▶ **WHAT THE TASK REQUIRES**: Your reply should contain every record, restated word for word.

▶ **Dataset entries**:
+ + + + + + +

//! Sound cue mapping for the external audio backend
//!
//! The simulation never plays audio itself; it emits [`GameEvent`]s and
//! this module translates them into discrete cues. Whatever backend the
//! frontend wires up (or none at all) can fail freely without ever
//! touching a frame.

use crate::sim::GameEvent;

/// Discrete sound cues the backend knows how to play
#[derive(Debug, Clone, Copy, PartialEq, Eq)]
pub enum SoundCue {
    /// Projectile pair fired
    Shoot,
    /// Asteroid destroyed or craft hit
    Explosion,
    /// Power-up collected
    PowerUp,
    /// Run ended
    GameOver,
    /// Background loop control
    BackgroundStart,
    BackgroundStop,
}

/// Map a simulation event to its sound cue, if it has one
pub fn cue_for_event(event: &GameEvent) -> Option<SoundCue> {
    match event {
        GameEvent::Shoot => Some(SoundCue::Shoot),
        GameEvent::Explosion { .. } => Some(SoundCue::Explosion),
        GameEvent::PowerUpCollected { .. } => Some(SoundCue::PowerUp),
        GameEvent::GameOver { .. } => Some(SoundCue::GameOver),
        GameEvent::BackgroundMusic { playing: true } => Some(SoundCue::BackgroundStart),
        GameEvent::BackgroundMusic { playing: false } => Some(SoundCue::BackgroundStop),
        // Pure render/UI notifications carry no audio
        GameEvent::CraftDamaged { .. } | GameEvent::EntityRemoved { .. } => None,
    }
}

+ + + + + + +

▶ **ANSWER FOR THE TASK**:
//! Sound cue mapping for the external audio backend
//!
//! The simulation never plays audio itself; it emits [`GameEvent`]s and
//! this module translates them into discrete cues. Whatever backend the
//! frontend wires up (or none at all) can fail freely without ever
//! touching a frame.

use crate::sim::GameEvent;

/// Discrete sound cues the backend knows how to play
#[derive(Debug, Clone, Copy, PartialEq, Eq)]
pub enum SoundCue {
    /// Projectile pair fired
    Shoot,
    /// Asteroid destroyed or craft hit
    Explosion,
    /// Power-up collected
    PowerUp,
    /// Run ended
    GameOver,
    /// Background loop control
    BackgroundStart,
    BackgroundStop,
}

/// Map a simulation event to its sound cue, if it has one
pub fn cue_for_event(event: &GameEvent) -> Option<SoundCue> {
    match event {
        GameEvent::Shoot => Some(SoundCue::Shoot),
        GameEvent::Explosion { .. } => Some(SoundCue::Explosion),
        GameEvent::PowerUpCollected { .. } => Some(SoundCue::PowerUp),
        GameEvent::GameOver { .. } => Some(SoundCue::GameOver),
        GameEvent::BackgroundMusic { playing: true } => Some(SoundCue::BackgroundStart),
        GameEvent::BackgroundMusic { playing: false } => Some(SoundCue::BackgroundStop),
        // Pure render/UI notifications carry no audio
        GameEvent::CraftDamaged { .. } | GameEvent::EntityRemoved { .. } => None,
    }
}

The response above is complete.